Lines from the top of the entries through the line that has "a domain id" must be duplicated exactly, and no others.

* _Records shown_:
--- START ---
use reqwest::Method;
use secrecy::ExposeSecret;
use serde::{Deserialize, Serialize};
use serde_json::{Value, json};
use url::Url;

use cinder3_types::{Tenant, config::Credentials};
use observability_deps::tracing::debug;

use crate::{Client, Error, Result, Session};

/// Header Keystone returns the issued token in
pub const SUBJECT_TOKEN_HEADER: &str = "X-Subject-Token";

/// Domain used when the credentials name neither a domain nor a domain id
const DEFAULT_DOMAIN_ID: &str = "default";

/// One service in the catalog returned with a scoped token
#[derive(Debug, Clone, PartialEq, Eq, Serialize, Deserialize)]
pub struct CatalogService {
    #[serde(rename = "type")]
    pub service_type: String,
    #[serde(default)]
    pub endpoints: Vec<CatalogEndpoint>,
}

#[derive(Debug, Clone, PartialEq, Eq, Serialize, Deserialize)]
pub struct CatalogEndpoint {
    pub interface: String,
    pub url: Url,
    #[serde(default)]
    pub region: Option<String>,
}

#[derive(Debug, Deserialize)]
struct TokenResponse {
    token: TokenBody,
}

#[derive(Debug, Deserialize)]
struct TokenBody {
    #[serde(default)]
    project: Option<ProjectRef>,
    #[serde(default)]
    catalog: Vec<CatalogService>,
}

#[derive(Debug, Deserialize)]
struct ProjectRef {
    id: String,
    name: String,
}

#[derive(Debug, Deserialize)]
struct ProjectsResponse {
    projects: Vec<ProjectRef>,
}

impl Client {
    /// Obtain a token with password credentials
    ///
    /// When `project` is given the token is scoped to the project with that name, in the
    /// credentials' domain, and the returned [`Session`] carries the service catalog.
    pub async fn authenticate(
        &self,
        credentials: &Credentials,
        project: Option<&str>,
    ) -> Result<Session> {
        let url = identity_url(&credentials.endpoint, "auth/tokens")?;
        debug!(endpoint = %url, user = %credentials.user, project = ?project, "requesting token");

        let body = auth_request_body(credentials, project);
        let req = self.request(Method::POST, &url, None).json(&body);
        let (headers, resp): (_, TokenResponse) = self.send_json(Method::POST, &url, req).await?;

        let token = headers
            .get(SUBJECT_TOKEN_HEADER)
            .and_then(|v| v.to_str().ok())
            .ok_or(Error::MissingToken)?;

        let project = resp.token.project.map(|p| Tenant::new(p.id, p.name));
        Ok(Session::new(token, project, resp.token.catalog))
    }

    /// List the projects the credentials can scope a token to
    ///
    /// Uses an unscoped token, which `auth/projects` accepts without any role.
    pub async fn list_tenants(&self, credentials: &Credentials) -> Result<Vec<Tenant>> {
        let session = self.authenticate(credentials, None).await?;
        let url = identity_url(&credentials.endpoint, "auth/projects")?;
        let req = self.request(Method::GET, &url, Some(session.token()));
        let (_, resp): (_, ProjectsResponse) = self.send_json(Method::GET, &url, req).await?;

        Ok(resp
            .projects
            .into_iter()
            .map(|p| Tenant::new(p.id, p.name))
            .collect())
    }
}

/// Build a URL under the identity v3 API, whether or not the configured endpoint already
/// includes the `/v3` path.
fn identity_url(endpoint: &Url, path: &str) -> Result<Url> {
    let mut base = endpoint.clone();
    let trimmed = base.path().trim_end_matches('/').to_string();
    if trimmed.ends_with("/v3") {
        base.set_path(&format!("{trimmed}/"));
    } else {
        base.set_path(&format!("{trimmed}/v3/"));
    }
    Ok(base.join(path)?)
}

fn domain(credentials: &Credentials) -> Value {
    if !credentials.domain_id.is_empty() {
        json!({ "id": credentials.domain_id })
    } else if !credentials.domain_name.is_empty() {
        json!({ "name": credentials.domain_name })
    } else {
        json!({ "id": DEFAULT_DOMAIN_ID })
    }
}

fn auth_request_body(credentials: &Credentials, project: Option<&str>) -> Value {
    let mut auth = json!({
        "identity": {
            "methods": ["password"],
            "password": {
                "user": {
                    "name": credentials.user,
                    "domain": domain(credentials),
                    "password": credentials.password.expose_secret(),
                }
            }
        }
    });
    if let Some(project) = project {
        auth["scope"] = json!({
            "project": {
                "name": project,
                "domain": domain(credentials),
            }
        });
    }
    json!({ "auth": auth })
}
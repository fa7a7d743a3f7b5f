//! Entrypoint of the cinder3 binary

use cinder3_clap_blocks::tokio::TokioRuntimeConfig;
use dotenvy::dotenv;
use trogging::{
    TroggingGuard,
    cli::LoggingConfigBuilderExt,
    tracing_subscriber::{Registry, prelude::*},
};

mod commands {
    pub(crate) mod collect;
    pub(crate) mod common;
    pub(crate) mod list;
}

enum ReturnCode {
    Failure = 1,
}

#[derive(Debug, clap::Parser)]
#[clap(
    name = "cinder3",
    version,
    disable_help_flag = true,
    arg(
        clap::Arg::new("help")
            .short('h')
            .long("help")
            .help("Print help information")
            .action(clap::ArgAction::Help)
            .global(true)
    ),
    about = "Cinder block storage utilization collector",
    long_about = r#"Cinder block storage utilization collector

Collects volume, snapshot and quota metrics of every tenant of an OpenStack cloud.

Examples:
    # List every metric that can be collected
    cinder3 list --endpoint http://keystone:5000 --user admin --password secret --tenant admin

    # Collect two metrics once
    cinder3 collect intel/openstack/cinder/demo/volumes/count \
        intel/openstack/cinder/demo/limits/MaxTotalVolumes

    # Collect every metric once a minute, until interrupted, with debug logging
    LOG_FILTER=debug cinder3 collect --interval 1m

Credentials are read from CINDER3_ENDPOINT, CINDER3_USER, CINDER3_PASSWORD and CINDER3_TENANT
when not given as arguments, including from a .env file in the working directory.
"#
)]
struct Config {
    #[clap(flatten)]
    runtime_config: TokioRuntimeConfig,

    #[clap(subcommand)]
    command: Option<Command>,
}

#[derive(Debug, clap::Parser)]
enum Command {
    /// List every metric namespace that can be collected
    List(commands::list::Config),

    /// Collect the values of metric namespaces
    Collect(commands::collect::Config),
}

fn main() -> Result<(), std::io::Error> {
    // load all environment variables from .env before doing anything
    load_dotenv();

    let config: Config = clap::Parser::parse();

    let tokio_runtime = config.runtime_config.builder()?.build()?;

    tokio_runtime.block_on(async move {
        fn handle_init_logs(r: Result<TroggingGuard, trogging::Error>) -> TroggingGuard {
            match r {
                Ok(guard) => guard,
                Err(e) => {
                    eprintln!("Initializing logs failed: {e}");
                    std::process::exit(ReturnCode::Failure as _);
                }
            }
        }

        match config.command {
            None => println!("command required, -h/--help for help"),
            Some(Command::List(config)) => {
                let _tracing_guard =
                    handle_init_logs(init_logs_and_tracing(&config.common.logging_config));
                if let Err(e) = commands::list::command(config).await {
                    eprintln!("List command failed: {e}");
                    std::process::exit(ReturnCode::Failure as _)
                }
            }
            Some(Command::Collect(config)) => {
                let _tracing_guard =
                    handle_init_logs(init_logs_and_tracing(&config.common.logging_config));
                if let Err(e) = commands::collect::command(config).await {
                    eprintln!("Collect command failed: {e}");
                    std::process::exit(ReturnCode::Failure as _)
                }
            }
        }
    });

    Ok(())
}

/// Source the .env file before initialising the Config struct - this sets
/// any envs in the file, which the Config struct then uses.
///
/// Precedence is given to existing env variables.
fn load_dotenv() {
    match dotenv() {
        Ok(_) => {}
        Err(dotenvy::Error::Io(err)) if err.kind() == std::io::ErrorKind::NotFound => {
            // Ignore this - a missing env file is not an error, defaults will
            // be applied when initialising the Config struct.
        }
        Err(e) => {
            eprintln!("FATAL Error loading config from: {e}");
            eprintln!("Aborting");
            std::process::exit(1);
        }
    };
}

fn init_logs_and_tracing(
    config: &trogging::cli::LoggingConfig,
) -> Result<TroggingGuard, trogging::Error> {
    let log_layer = trogging::Builder::new()
        .with_default_log_filter("info")
        .with_logging_config(config)
        .build()?;

    let subscriber = Registry::default().with(log_layer);
    trogging::install_global(subscriber)
}
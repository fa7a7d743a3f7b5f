//! Shared data types for the Cinder utilization collector
//!
//! The per-tenant category values ([`Volumes`], [`Snapshots`] and [`Limits`]) are what the block
//! storage service reports; a [`MetricContainer`] groups the three for a single tenant so that a
//! [`MetricNamespace`] can be projected onto it.

use std::fmt::Display;

use iox_time::Time;
use serde::{Deserialize, Serialize};

pub mod config;
mod namespace;

pub use namespace::{
    Category, MetricNamespace, NAMESPACE_MIN_SEGMENTS, NAMESPACE_PREFIX, ParseCategoryError,
    PLUGIN_FILESYSTEM, PLUGIN_NAME, PLUGIN_VENDOR,
};

/// Number of bytes in one GiB, the unit Cinder reports volume and snapshot sizes in
pub const BYTES_PER_GIB: i64 = 1 << 30;

/// A tenant (project) of the cloud as listed by the identity service
#[derive(Debug, Clone, PartialEq, Eq, Hash, PartialOrd, Ord, Serialize, Deserialize)]
pub struct Tenant {
    /// Stable identifier used by the cloud API
    pub id: String,
    /// Human facing name, used as the tenant segment of a namespace
    pub name: String,
}

impl Tenant {
    pub fn new(id: impl Into<String>, name: impl Into<String>) -> Self {
        Self {
            id: id.into(),
            name: name.into(),
        }
    }
}

impl Display for Tenant {
    fn fmt(&self, f: &mut std::fmt::Formatter<'_>) -> std::fmt::Result {
        write!(f, "{} ({})", self.name, self.id)
    }
}

/// Aggregated volumes owned by one tenant
#[derive(Debug, Default, Clone, Copy, PartialEq, Eq, Serialize, Deserialize)]
pub struct Volumes {
    pub count: i64,
    pub bytes: i64,
}

impl Volumes {
    /// Account for one more volume of `size_gib` GiB
    pub fn add(&mut self, size_gib: i64) {
        self.count += 1;
        self.bytes = self
            .bytes
            .saturating_add(size_gib.saturating_mul(BYTES_PER_GIB));
    }
}

/// Aggregated snapshots owned by one tenant
#[derive(Debug, Default, Clone, Copy, PartialEq, Eq, Serialize, Deserialize)]
pub struct Snapshots {
    pub count: i64,
    pub bytes: i64,
}

impl Snapshots {
    /// Account for one more snapshot of `size_gib` GiB
    pub fn add(&mut self, size_gib: i64) {
        self.count += 1;
        self.bytes = self
            .bytes
            .saturating_add(size_gib.saturating_mul(BYTES_PER_GIB));
    }
}

/// Block storage quota of one tenant
///
/// A negative value means the quota is unlimited.
#[derive(Debug, Default, Clone, Copy, PartialEq, Eq, Serialize, Deserialize)]
pub struct Limits {
    pub max_total_volume_gigabytes: i64,
    pub max_total_volumes: i64,
}

/// Everything collected for a single tenant in one collection cycle
#[derive(Debug, Default, Clone, Copy, PartialEq, Eq)]
pub struct MetricContainer {
    pub limits: Limits,
    pub volumes: Volumes,
    pub snapshots: Snapshots,
}

/// A single collected value, produced once per requested namespace
#[derive(Debug, Clone, PartialEq, Eq)]
pub struct MetricValue {
    pub namespace: MetricNamespace,
    pub timestamp: Time,
    pub data: i64,
}

impl Display for MetricValue {
    fn fmt(&self, f: &mut std::fmt::Formatter<'_>) -> std::fmt::Result {
        write!(
            f,
            "{} {} {}",
            self.namespace,
            self.data,
            self.timestamp.to_rfc3339()
        )
    }
}
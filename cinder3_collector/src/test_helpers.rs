//! In-memory [`CloudProvider`] for exercising the collector without a cloud

use std::{
    collections::{HashMap, HashSet},
    sync::{
        Arc,
        atomic::{AtomicBool, AtomicUsize, Ordering},
    },
};

use anyhow::anyhow;
use async_trait::async_trait;
use cinder3_client::Session;
use cinder3_types::{
    Limits, Snapshots, Tenant, Volumes,
    config::{CollectorConfig, Credentials},
};
use parking_lot::Mutex;
use url::Url;

use crate::{BlockStorage, CloudProvider, ProviderError};

pub(crate) fn credentials() -> Credentials {
    Credentials::new(
        Url::parse("http://keystone:5000").unwrap(),
        "admin",
        "secret",
    )
}

/// Config whose admin tenant is `admin_tenant`
pub(crate) fn config(admin_tenant: &str) -> CollectorConfig {
    CollectorConfig::new(credentials(), admin_tenant)
}

/// Canned data, call counters and failure switches shared by every clone of a [`MockCloud`]
#[derive(Debug, Default)]
pub(crate) struct MockState {
    pub(crate) tenants: Mutex<Vec<Tenant>>,
    pub(crate) volumes: Mutex<HashMap<String, Volumes>>,
    pub(crate) snapshots: Mutex<HashMap<String, Snapshots>>,
    /// Keyed by tenant id
    pub(crate) limits: Mutex<HashMap<String, Limits>>,

    pub(crate) authentications: AtomicUsize,
    pub(crate) tenant_listings: AtomicUsize,
    pub(crate) volume_fetches: AtomicUsize,
    pub(crate) snapshot_fetches: AtomicUsize,
    /// Limits fetches per tenant name
    pub(crate) limit_fetches: Mutex<HashMap<String, usize>>,

    failing_authentications: Mutex<HashSet<String>>,
    failing_limits: Mutex<HashSet<String>>,
    fail_tenant_listing: AtomicBool,
    fail_volumes: AtomicBool,
    fail_snapshots: AtomicBool,
}

impl MockState {
    pub(crate) fn fail_authentication(&self, tenant: &str) {
        self.failing_authentications.lock().insert(tenant.to_string());
    }

    pub(crate) fn fail_limits(&self, tenant: &str) {
        self.failing_limits.lock().insert(tenant.to_string());
    }

    pub(crate) fn fail_tenant_listing(&self) {
        self.fail_tenant_listing.store(true, Ordering::SeqCst);
    }

    pub(crate) fn fail_volumes(&self) {
        self.fail_volumes.store(true, Ordering::SeqCst);
    }

    pub(crate) fn fail_snapshots(&self) {
        self.fail_snapshots.store(true, Ordering::SeqCst);
    }

    pub(crate) fn clear_failures(&self) {
        self.failing_authentications.lock().clear();
        self.failing_limits.lock().clear();
        self.fail_tenant_listing.store(false, Ordering::SeqCst);
        self.fail_volumes.store(false, Ordering::SeqCst);
        self.fail_snapshots.store(false, Ordering::SeqCst);
    }

    pub(crate) fn limit_fetches(&self, tenant: &str) -> usize {
        self.limit_fetches.lock().get(tenant).copied().unwrap_or_default()
    }

    pub(crate) fn total_limit_fetches(&self) -> usize {
        self.limit_fetches.lock().values().sum()
    }

    /// Number of calls made into the cloud, of any kind
    pub(crate) fn calls(&self) -> usize {
        self.authentications.load(Ordering::SeqCst)
            + self.tenant_listings.load(Ordering::SeqCst)
            + self.volume_fetches.load(Ordering::SeqCst)
            + self.snapshot_fetches.load(Ordering::SeqCst)
            + self.total_limit_fetches()
    }
}

#[derive(Debug, Clone)]
pub(crate) struct MockCloud {
    pub(crate) state: Arc<MockState>,
}

impl MockCloud {
    /// A cloud with the given `(id, name)` tenants and no data
    pub(crate) fn new(tenants: &[(&str, &str)]) -> Self {
        let state = MockState::default();
        *state.tenants.lock() = tenants
            .iter()
            .map(|(id, name)| Tenant::new(*id, *name))
            .collect();
        Self {
            state: Arc::new(state),
        }
    }

    pub(crate) fn with_volumes(self, tenant_id: &str, volumes: Volumes) -> Self {
        self.state
            .volumes
            .lock()
            .insert(tenant_id.to_string(), volumes);
        self
    }

    pub(crate) fn with_snapshots(self, tenant_id: &str, snapshots: Snapshots) -> Self {
        self.state
            .snapshots
            .lock()
            .insert(tenant_id.to_string(), snapshots);
        self
    }

    pub(crate) fn with_limits(self, tenant_id: &str, limits: Limits) -> Self {
        self.state
            .limits
            .lock()
            .insert(tenant_id.to_string(), limits);
        self
    }
}

#[async_trait]
impl CloudProvider for MockCloud {
    async fn authenticate(
        &self,
        _credentials: &Credentials,
        tenant: &str,
    ) -> Result<Session, ProviderError> {
        self.state.authentications.fetch_add(1, Ordering::SeqCst);
        tokio::task::yield_now().await;
        if self.state.failing_authentications.lock().contains(tenant) {
            return Err(anyhow!("invalid credentials for {tenant}"));
        }
        let project = self
            .state
            .tenants
            .lock()
            .iter()
            .find(|t| t.name == tenant)
            .cloned()
            .ok_or_else(|| anyhow!("no project named {tenant}"))?;
        Ok(Session::new(
            format!("token-{tenant}"),
            Some(project),
            vec![],
        ))
    }

    async fn list_tenants(&self, _credentials: &Credentials) -> Result<Vec<Tenant>, ProviderError> {
        self.state.tenant_listings.fetch_add(1, Ordering::SeqCst);
        if self.state.fail_tenant_listing.load(Ordering::SeqCst) {
            return Err(anyhow!("identity service unavailable"));
        }
        Ok(self.state.tenants.lock().clone())
    }

    fn dispatch(&self, _session: &Session) -> Result<Arc<dyn BlockStorage>, ProviderError> {
        Ok(Arc::new(MockStorage {
            state: Arc::clone(&self.state),
        }))
    }
}

#[derive(Debug)]
struct MockStorage {
    state: Arc<MockState>,
}

#[async_trait]
impl BlockStorage for MockStorage {
    async fn volumes(&self, _session: &Session) -> Result<HashMap<String, Volumes>, ProviderError> {
        self.state.volume_fetches.fetch_add(1, Ordering::SeqCst);
        tokio::task::yield_now().await;
        if self.state.fail_volumes.load(Ordering::SeqCst) {
            return Err(anyhow!("volume listing failed"));
        }
        Ok(self.state.volumes.lock().clone())
    }

    async fn snapshots(
        &self,
        _session: &Session,
    ) -> Result<HashMap<String, Snapshots>, ProviderError> {
        self.state.snapshot_fetches.fetch_add(1, Ordering::SeqCst);
        tokio::task::yield_now().await;
        if self.state.fail_snapshots.load(Ordering::SeqCst) {
            return Err(anyhow!("snapshot listing failed"));
        }
        Ok(self.state.snapshots.lock().clone())
    }

    async fn limits(&self, session: &Session) -> Result<Limits, ProviderError> {
        let project = session
            .project()
            .ok_or_else(|| anyhow!("session is not scoped to a project"))?;
        *self
            .state
            .limit_fetches
            .lock()
            .entry(project.name.clone())
            .or_default() += 1;
        tokio::task::yield_now().await;
        if self.state.failing_limits.lock().contains(&project.name) {
            return Err(anyhow!("limits unavailable for {}", project.name));
        }
        Ok(self
            .state
            .limits
            .lock()
            .get(&project.id)
            .copied()
            .unwrap_or_default())
    }
}
//! Conversion between the structured per-tenant metrics and flat metric namespaces
//!
//! [`METRIC_SCHEMA`] lists every leaf field of a [`MetricContainer`]. [`enumerate`] walks it to
//! produce the namespaces a host can request, and [`project`] walks it to resolve a requested
//! namespace back to a value, so that every enumerated namespace can always be projected.

use cinder3_types::{Category, MetricContainer, MetricNamespace};

/// Unit of a metric field
#[derive(Debug, Clone, Copy, PartialEq, Eq)]
pub enum FieldKind {
    Count,
    Bytes,
    Gigabytes,
}

impl FieldKind {
    pub fn unit(&self) -> &'static str {
        match self {
            Self::Count => "count",
            Self::Bytes => "B",
            Self::Gigabytes => "GB",
        }
    }
}

/// A single scalar field of a [`MetricContainer`]
#[derive(Debug, Clone, Copy)]
pub struct MetricField {
    pub category: Category,
    pub name: &'static str,
    pub kind: FieldKind,
    read: fn(&MetricContainer) -> i64,
}

impl MetricField {
    /// Path of the field below the tenant segment of a namespace
    pub fn path(&self) -> [&'static str; 2] {
        [self.category.as_str(), self.name]
    }

    pub fn read(&self, container: &MetricContainer) -> i64 {
        (self.read)(container)
    }
}

pub static METRIC_SCHEMA: [MetricField; 6] = [
    MetricField {
        category: Category::Snapshots,
        name: "count",
        kind: FieldKind::Count,
        read: |c| c.snapshots.count,
    },
    MetricField {
        category: Category::Snapshots,
        name: "bytes",
        kind: FieldKind::Bytes,
        read: |c| c.snapshots.bytes,
    },
    MetricField {
        category: Category::Volumes,
        name: "count",
        kind: FieldKind::Count,
        read: |c| c.volumes.count,
    },
    MetricField {
        category: Category::Volumes,
        name: "bytes",
        kind: FieldKind::Bytes,
        read: |c| c.volumes.bytes,
    },
    MetricField {
        category: Category::Limits,
        name: "MaxTotalVolumeGigabytes",
        kind: FieldKind::Gigabytes,
        read: |c| c.limits.max_total_volume_gigabytes,
    },
    MetricField {
        category: Category::Limits,
        name: "MaxTotalVolumes",
        kind: FieldKind::Count,
        read: |c| c.limits.max_total_volumes,
    },
];

#[derive(Debug, Clone, PartialEq, Eq, thiserror::Error)]
pub enum InvalidPathError {
    #[error("namespace path is empty")]
    Empty,

    #[error("no field named '{segment}' at depth {depth} of '{path}'")]
    UnknownSegment {
        path: String,
        segment: String,
        depth: usize,
    },

    #[error("'{path}' does not address a single value")]
    NotScalar { path: String },
}

/// Every namespace of every field, for each of `tenants`
pub fn enumerate<I, S>(tenants: I) -> Vec<MetricNamespace>
where
    I: IntoIterator<Item = S>,
    S: AsRef<str>,
{
    tenants
        .into_iter()
        .flat_map(|tenant| {
            METRIC_SCHEMA
                .iter()
                .map(move |field| MetricNamespace::for_tenant(tenant.as_ref(), field.path()))
        })
        .collect()
}

/// Look up the field addressed by `path`, the part of a namespace following the tenant
pub fn field<S: AsRef<str>>(path: &[S]) -> Result<&'static MetricField, InvalidPathError> {
    if path.is_empty() {
        return Err(InvalidPathError::Empty);
    }

    let mut candidates: Vec<&'static MetricField> = METRIC_SCHEMA.iter().collect();
    for (depth, segment) in path.iter().enumerate() {
        let segment = segment.as_ref();
        candidates.retain(|field| field.path().get(depth) == Some(&segment));
        if candidates.is_empty() {
            return Err(InvalidPathError::UnknownSegment {
                path: join(path),
                segment: segment.to_string(),
                depth,
            });
        }
    }

    candidates
        .into_iter()
        .find(|field| field.path().len() == path.len())
        .ok_or_else(|| InvalidPathError::NotScalar { path: join(path) })
}

/// Resolve `path` against `container`
pub fn project<S: AsRef<str>>(
    container: &MetricContainer,
    path: &[S],
) -> Result<i64, InvalidPathError> {
    field(path).map(|field| field.read(container))
}

fn join<S: AsRef<str>>(path: &[S]) -> String {
    path.iter()
        .map(AsRef::as_ref)
        .collect::<Vec<_>>()
        .join("/")
}
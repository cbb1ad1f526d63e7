//! JSON quiz endpoint
//!
//! GET /api/quiz?topic=..&difficulty=..&q_type=..
//!
//! Same upstream call as the quiz page, for scripts and other clients that
//! want the text without HTML. Unlike the page, failures surface as error
//! responses.

use axum::{
    extract::{Query, State},
    Json,
};

use crate::error::ApiError;
use crate::schemas::{QuizQuery, QuizRequestParams, QuizResponse};
use crate::server::state::AppState;

pub async fn generate_quiz(
    State(state): State<AppState>,
    Query(query): Query<QuizQuery>,
) -> Result<Json<QuizResponse>, ApiError> {
    let topic = query
        .topic()
        .ok_or_else(|| ApiError::InvalidRequest("topic is required".to_string()))?;

    let params = QuizRequestParams::from_parts(
        topic,
        query.difficulty().map(str::to_string),
        query.question_type().map(str::to_string),
    );

    let response = state.quiz_api.fetch_quiz(&params).await.map_err(|e| {
        tracing::warn!(topic = %params.topic, error = %e, "Quiz request failed");
        e
    })?;

    Ok(Json(response))
}

#[cfg(test)]
mod tests {
    use super::*;
    use crate::config::Settings;
    use crate::services::testing::MockQuizApi;
    use axum::http::StatusCode;
    use axum::response::IntoResponse;
    use std::sync::Arc;

    #[tokio::test]
    async fn test_missing_topic_is_rejected_without_upstream_call() {
        let api = Arc::new(MockQuizApi::succeeding("unused"));
        let state = AppState::with_quiz_api(Settings::default(), api.clone());

        let result = generate_quiz(State(state), Query(QuizQuery::default())).await;
        let resp = result.unwrap_err().into_response();
        assert_eq!(resp.status(), StatusCode::BAD_REQUEST);
        assert!(api.calls().is_empty());
    }

    #[tokio::test]
    async fn test_client_defaults_apply() {
        let api = Arc::new(MockQuizApi::succeeding("Q1"));
        let state = AppState::with_quiz_api(Settings::default(), api.clone());
        let query = QuizQuery {
            topic: Some("Rust".into()),
            ..QuizQuery::default()
        };

        let Json(body) = generate_quiz(State(state), Query(query)).await.unwrap();
        assert_eq!(body.quiz, "Q1");
        assert_eq!(api.calls(), vec![QuizRequestParams::new("Rust")]);
    }
}
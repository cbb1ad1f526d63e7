//! Smart Quiz web front end
//!
//! Server-rendered pages plus a thin client for the quiz-generation service.

pub mod api;
pub mod config;
pub mod error;
pub mod logging;
pub mod middleware;
pub mod pages;
pub mod schemas;
pub mod server;
pub mod services;

// Re-export commonly used types
pub use config::Settings;
pub use error::ApiError;
pub use server::App;
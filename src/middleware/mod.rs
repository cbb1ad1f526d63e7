//! Middleware module

pub mod logging;

pub use logging::{log_request, RequestId, REQUEST_ID_HEADER};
--- END ---
* _Task response_:
use reqwest::Method;
use secrecy::ExposeSecret;
use serde::{Deserialize, Serialize};
use serde_json::{Value, json};
use url::Url;

use cinder3_types::{Tenant, config::Credentials};
use observability_deps::tracing::debug;

use crate::{Client, Error, Result, Session};

/// Header Keystone returns the issued token in
pub const SUBJECT_TOKEN_HEADER: &str = "X-Subject-Token";

/// Domain used when the credentials name neither a domain nor a domain id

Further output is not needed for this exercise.